Escala do sujeito : não informado

Descrição

Besouro do gênero Pyrophorus (Família Elateridae) encontrado na Serra dos Cavalos, um brejo de altitude localizado na zona rural de Caruaru, Pernambuco.

Os besouros elaterídeos representam o segundo maior grupo de coleópteros bioluminescentes. Ao contrário da representação mais popular de que vagalumes possuem uma única luz no seu abdômen, as espécies de Pyrophorus também possuem duas lanternas laterais na região torácica, relativamente próximas aos olhos. É por isso que, à primeira vista, parece que os olhos do besouro emitem luz! Diferentemente também dos outros vagalumes, as lanternas de Pyrophorus emitem luz continua e muito intensa, talvez a mais brilhante entre todos os insetos bioluminescentes. A America do Sul abriga a maior diversidade do Mundo de besouros elaterídeos e a maior parte da espécies pode ser encontrada no Brasil. São conhecidos popularmente como cocujos ou salta-martins.

Um fato curioso é que os ovos e as larvas de Pyrophorus também são bioluminescentes. Quando molestadas ou atacadas por algum predador, as larvas podem emitir uma luz intensa ao mesmo tempo que regurgitam um liquido amarronzado, contendo uma mistura de proteases e glucosidases muito ativas que servem para a digestão extracorpórea. Algumas espécies de Pyrophorus depositam seus ovos em cupinzeiros e as larvas constroem tuneis na sua superfície. Logo após o por do sol, as larvas começam a emitir luz, provavelmente para atrair insetos alados [1].

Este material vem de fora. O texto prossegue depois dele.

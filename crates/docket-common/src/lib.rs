//! Shared types of docket: error type, identifiers and node paths.
use std::{
    fmt::Display,
    sync::atomic::{AtomicU64, Ordering},
};

use serde::{Deserialize, Serialize};

mod error;
mod internal_string;
mod path;

pub use error::{DocError, DocResult};
pub use internal_string::InternalString;
pub use path::{parse_index, NodePath, COUNTER_SEGMENT, PATH_SEPARATOR};

/// Identifies a transaction in the history log.
///
/// Ids chosen by callers (`Fixed` mode) are usually small numbers. Node-derived
/// ids start at [NodeUid::FIRST] and allocated ids at [TxnId::FIRST_ALLOCATED],
/// so the three sources only meet when a caller picks a large id on purpose.
#[derive(Debug, Clone, Copy, PartialEq, Eq, Hash, PartialOrd, Ord, Serialize, Deserialize)]
pub struct TxnId(pub u64);

impl TxnId {
    pub const FIRST_ALLOCATED: TxnId = TxnId(1 << 48);

    #[inline]
    pub fn next(self) -> TxnId {
        TxnId(self.0 + 1)
    }
}

impl Display for TxnId {
    fn fmt(&self, f: &mut std::fmt::Formatter<'_>) -> std::fmt::Result {
        write!(f, "#{}", self.0)
    }
}

impl From<u64> for TxnId {
    fn from(value: u64) -> Self {
        TxnId(value)
    }
}

/// Process-unique identity of a node. Never reused.
#[derive(Debug, Clone, Copy, PartialEq, Eq, Hash, PartialOrd, Ord)]
pub struct NodeUid(u64);

static NEXT_NODE_UID: AtomicU64 = AtomicU64::new(NodeUid::FIRST);

impl NodeUid {
    pub const FIRST: u64 = 1 << 32;

    pub fn fresh() -> Self {
        NodeUid(NEXT_NODE_UID.fetch_add(1, Ordering::Relaxed))
    }

    #[inline]
    pub fn as_u64(&self) -> u64 {
        self.0
    }
}

impl From<NodeUid> for TxnId {
    fn from(value: NodeUid) -> Self {
        TxnId(value.0)
    }
}

impl Display for NodeUid {
    fn fmt(&self, f: &mut std::fmt::Formatter<'_>) -> std::fmt::Result {
        write!(f, "n{}", self.0)
    }
}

A produção de luz visível destes insetos é causada pelo processo de oxidação de pequenas moléculas, as luciferinas, catalisado pela enzima luciferase, provocando a emissão de bioluminescência em uma grande gama de cores, do verde ao vermelho [2]. A função evolutiva da bioluminescência nestes besouros ainda é incerta. Evidências sugerem que a bioluminescência da lanterna abdominal é um sinal óptico para comunicação sexual intraespecífica, enquanto os sinais das lanternas torácicas servem para avisar os predadores e também podem fornecer iluminação em voo [3].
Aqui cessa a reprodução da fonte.